§ Data under study:
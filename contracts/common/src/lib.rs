//! Shared data model, error codes and cross-contract interfaces for the
//! governance instance contracts.
//!
//! This crate provides:
//! - [`GovernanceError`]: the single error enum used by the core and every
//!   built-in strategy, so error codes survive cross-contract forwarding.
//! - [`types`]: `ActionInfo`, `Action`, `ActionState`, strategy configuration
//!   and the signed-payload envelope.
//! - [`hashing`]: info commitments, permission ids and signing digests.
//! - [`interfaces`]: `#[contractclient]` traits for the role ledger (policy),
//!   strategies and action guards.
//! - [`testutils`] (feature `testutils`): in-process mock contracts.

#![no_std]
#![cfg_attr(test, allow(clippy::expect_used, clippy::unwrap_used))]

pub mod errors;
pub mod hashing;
pub mod interfaces;
pub mod types;

#[cfg(any(test, feature = "testutils"))]
pub mod testutils;

pub use errors::*;
pub use hashing::*;
pub use interfaces::*;
pub use types::*;

/// Basis-point denominator: 10 000 bps = 100 %.
pub const ONE_HUNDRED_IN_BPS: u32 = 10_000;

/// Saturation sentinel for cast quantities and running totals.
///
/// A force-role cast contributes this value, which pins the respective total
/// at the sentinel and satisfies any quorum.
pub const MAX_QUANTITY: u128 = u128::MAX;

§ Instructions to follow:
Beginning with the first line above, transcribe all of the data exactly.

§ Task solution:
filename contracts/common/src/lib.rs
//! Shared data model, error codes and cross-contract interfaces for the
//! governance instance contracts.
//!
//! This crate provides:
//! - [`GovernanceError`]: the single error enum used by the core and every
//!   built-in strategy, so error codes survive cross-contract forwarding.
//! - [`types`]: `ActionInfo`, `Action`, `ActionState`, strategy configuration
//!   and the signed-payload envelope.
//! - [`hashing`]: info commitments, permission ids and signing digests.
//! - [`interfaces`]: `#[contractclient]` traits for the role ledger (policy),
//!   strategies and action guards.
//! - [`testutils`] (feature `testutils`): in-process mock contracts.

#![no_std]
#![cfg_attr(test, allow(clippy::expect_used, clippy::unwrap_used))]

pub mod errors;
pub mod hashing;
pub mod interfaces;
pub mod types;

#[cfg(any(test, feature = "testutils"))]
pub mod testutils;

pub use errors::*;
pub use hashing::*;
pub use interfaces::*;
pub use types::*;

/// Basis-point denominator: 10 000 bps = 100 %.
pub const ONE_HUNDRED_IN_BPS: u32 = 10_000;

/// Saturation sentinel for cast quantities and running totals.
///
/// A force-role cast contributes this value, which pins the respective total
/// at the sentinel and satisfies any quorum.
pub const MAX_QUANTITY: u128 = u128::MAX;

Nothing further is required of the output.